Stress cortisol reactivity might be involved in the physiological mechanism of stress-induced eating; however, enhanced cortisol reactivity might also be a marker of other psychological trait factors that influence stress-induced eating6,17. With regard to the effect of different eating styles, it must be considered that dietary restraint might be a risk factor for stress-induced overeating40. Also, there is an association between a high level of dietary restraint and enhanced cortisol reactivity41. Other studies also suggest that dysfunctional emotion regulation may lead to increased food intake42,43,44. Furthermore, there is evidence of an association between different body weight disorders and difficulties in emotional regulation45. As far as it concerns emotion regulation, the people with obesity categorized as HCR showed limited use of cognitive reappraisal; therefore, stress-related negative emotions were probably counteracted by eating a larger amount food via activation of the reward system. A limited use of emotional strategies leading to enhanced cortisol reactivity to an acute stressor has been previously reported46. Therefore, we suggest that obese individuals may be more vulnerable to developing stress-induced irregular eating patterns47. The strong association of obesity with preceding major life events48, suggests that many stressors in the life of people with obesity49, including their daily struggle with body weight loss and dieting, may lead to stress-induced eating as a pathologic emotional regulation coping strategy.

The strengths of this study are: the use of the standardized and reliable psychosocial stress test (TSST), the control of confounding factors of eating behavior (e.g., stress, appetite, and fasting state), inclusion of cortisol concentration measurements (e.g., circadian rhythm, baseline, and stress-induced), and two clearly separated groups according to ICD-10 into healthy weight controls (BMI ≤ 25 kg/m²) and people with obesity (BMI ≥ 30 kg/m²), with gender and age matching.
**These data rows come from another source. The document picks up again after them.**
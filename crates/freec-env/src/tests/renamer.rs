use super::*;
use freec_ir::Name;

#[test]
fn identifiers_pass_through() {
    assert_eq!(sanitize(&Name::ident("foldr")), "foldr");
    assert_eq!(sanitize(&Name::ident("x'")), "x'");
}

#[test]
fn internal_names_lose_their_sigil() {
    assert_eq!(sanitize(&Name::ident("#x0")), "x0");
    assert_eq!(sanitize(&Name::ident("#w1")), "w1");
}

#[test]
fn symbols_become_mnemonics() {
    assert_eq!(sanitize(&Name::symbol("+")), "plus");
    assert_eq!(sanitize(&Name::symbol("++")), "plus_plus");
    assert_eq!(sanitize(&Name::symbol("<=")), "lt_eq");
    assert_eq!(sanitize(&Name::symbol(":")), "colon");
}

#[test]
fn builtin_spellings_have_names() {
    assert_eq!(sanitize(&Name::symbol("[]")), "nil");
    assert_eq!(sanitize(&Name::symbol("(,)")), "pair");
}

#[test]
fn claim_avoids_keywords() {
    let mut taken = TakenIdents::new();
    // `match` is a Gallina keyword, so the first claim gets a suffix.
    assert_eq!(taken.claim("match"), "match0");
    assert_eq!(taken.claim("match"), "match1");
}

#[test]
fn claim_avoids_reserved_base_names() {
    let mut taken = TakenIdents::new();
    assert_eq!(taken.claim("pure"), "pure0");
    assert_eq!(taken.claim("Shape"), "Shape0");
}

#[test]
fn claim_disambiguates_collisions_deterministically() {
    let mut taken = TakenIdents::new();
    assert_eq!(taken.claim("f"), "f");
    assert_eq!(taken.claim("f"), "f0");
    assert_eq!(taken.claim("f"), "f1");
}

#[test]
fn fresh_always_suffixes() {
    let mut taken = TakenIdents::new();
    let mut counter = 0;
    assert_eq!(taken.claim("x"), "x");
    assert_eq!(taken.fresh(FRESH_ARG_PREFIX, &mut counter), "x_0");
    assert_eq!(taken.fresh(FRESH_ARG_PREFIX, &mut counter), "x_1");
}

#[test]
fn fresh_skips_taken_identifiers() {
    let mut taken = TakenIdents::new();
    assert_eq!(taken.claim("x_0"), "x_0");
    let mut counter = 0;
    assert_eq!(taken.fresh("x", &mut counter), "x_1");
}
use rustc_hash::FxHashMap;
use smallvec::smallvec;

use super::*;
use freec_common::Span;

fn var(ident: &str) -> Expr {
    Expr::var(Span::dummy(), QName::ident(ident))
}

fn lambda(pats: &[&str], body: Expr) -> Expr {
    let pats = pats
        .iter()
        .map(|p| VarPat::new(Span::dummy(), *p))
        .collect();
    Expr::new(Span::dummy(), ExprKind::Lambda(pats, Box::new(body)))
}

fn case_on(scrutinee: Expr, con: &str, pats: &[&str], rhs: Expr) -> Expr {
    let alt = Alt {
        span: Span::dummy(),
        con: ConPat {
            span: Span::dummy(),
            name: QName::ident(con),
        },
        pats: pats
            .iter()
            .map(|p| VarPat::new(Span::dummy(), *p))
            .collect::<Vec<_>>()
            .into(),
        rhs,
    };
    Expr::new(
        Span::dummy(),
        ExprKind::Case(Box::new(scrutinee), vec![alt]),
    )
}

#[test]
fn unfold_app_returns_spine() {
    let expr = Expr::apply(var("f"), vec![var("x"), var("y")]);
    let (head, args) = expr.unfold_app();
    assert_eq!(head, var("f"));
    assert_eq!(args, vec![var("x"), var("y")]);
}

#[test]
fn free_vars_in_first_occurrence_order() {
    let expr = Expr::apply(var("f"), vec![var("y"), var("x"), var("y")]);
    assert_eq!(expr.free_vars(), vec!["f", "y", "x"]);
}

#[test]
fn free_vars_skip_lambda_bound() {
    let expr = lambda(&["x"], Expr::apply(var("f"), vec![var("x"), var("y")]));
    assert_eq!(expr.free_vars(), vec!["f", "y"]);
}

#[test]
fn free_vars_skip_case_bound() {
    let expr = case_on(var("xs"), "Cons", &["y", "ys"], var("ys"));
    assert_eq!(expr.free_vars(), vec!["xs"]);
}

#[test]
fn subst_replaces_free_occurrences() {
    let expr = Expr::apply(var("f"), vec![var("x")]);
    let mut map = FxHashMap::default();
    map.insert("x".to_string(), var("z"));
    assert_eq!(expr.subst(&map), Expr::apply(var("f"), vec![var("z")]));
}

#[test]
fn subst_respects_shadowing() {
    let expr = lambda(&["x"], var("x"));
    let mut map = FxHashMap::default();
    map.insert("x".to_string(), var("z"));
    assert_eq!(expr.subst(&map), expr);
}

#[test]
fn alpha_rename_renames_binders_and_uses() {
    let expr = lambda(&["x"], Expr::apply(var("x"), vec![var("y")]));
    let mut counter = 0;
    let renamed = expr.alpha_rename(&mut |prefix| {
        counter += 1;
        format!("{prefix}_{counter}")
    });
    let ExprKind::Lambda(pats, body) = &renamed.kind else {
        panic!("expected lambda");
    };
    assert_eq!(pats[0].ident, "x_1");
    let (head, args) = body.app_spine();
    assert_eq!(head, &var("x_1"));
    assert_eq!(args, vec![&var("y")]);
}

#[test]
fn collect_refs_includes_case_constructors() {
    let expr = case_on(var("xs"), "Cons", &["y", "ys"], var("g"));
    let mut refs = Vec::new();
    expr.collect_refs(&mut refs);
    let names: Vec<String> = refs.iter().map(|r| r.to_string()).collect();
    assert_eq!(names, vec!["xs", "Cons", "g"]);
}

#[test]
fn smallvec_alt_pats() {
    let alt_pats: smallvec::SmallVec<[VarPat; 4]> = smallvec![VarPat::new(Span::dummy(), "a")];
    assert_eq!(alt_pats.len(), 1);
}
// Adapters layer: concrete implementations for external systems (http backend, storage).

pub mod rest;
pub mod storage;

pub use rest::RestBackend;
pub use storage::{FileQuoteSink, LocalStorage};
The main limitation of this experimental study is the small sample size of N = 72, with only 36 people with obesity and 36 people with healthy weight, resulting in 18 participants in the HCR and the LCR in the two groups each. A factorial design with multivariate comparison (ANOVA) of the two conditions (resting and stress) and the four groups (healthy weight, obese, high/low reactors) would be more appropriate, but the sample size is too small to detect a two-way interaction. Despite the small sample size which, according to Robinson et al.50, is a problem in laboratory studies regarding eating behavior, significant effects were observed in our study. With regard to the food choice of one sweet and one non-sweet type of food, one might speculate that the food served have had an influence on the results of the food intake6,51. Another limitation is the non-assessment of other influential hormones with regard to the complex interplay of physiological mechanisms, resulting in stress-induced eating51. Finally, in order to standardize the circadian rhythm of the cortisol, study participants were investigated between 2:00 p.m. and 4:00 p.m., which is in the most middle European countries the time between the two meals lunch and tea time. It must considered, that this fact could influenced the results of the food intake.

The present data suggest that high cortisol stress reactivity might be a marker of vulnerability to stress-induced eating in obesity. In view of the increased prevalence of obesity and the impact of crucial irregular eating patterns, it is highly necessary to understand the role of cortisol in regulating appetite-related hormones and as to how alterations of the HPA axis are a dependent variable of stress-induced overeating. Furthermore, the results of this study indicate that improvement of the strategy of cognitive reappraisal might be an important factor in counteracting unhelpful stress-induced eating patterns and their effects on physiological and psychological pathways in people with obesity. Future research should concentrate on how treatments can effectively reduce stress-induced eating.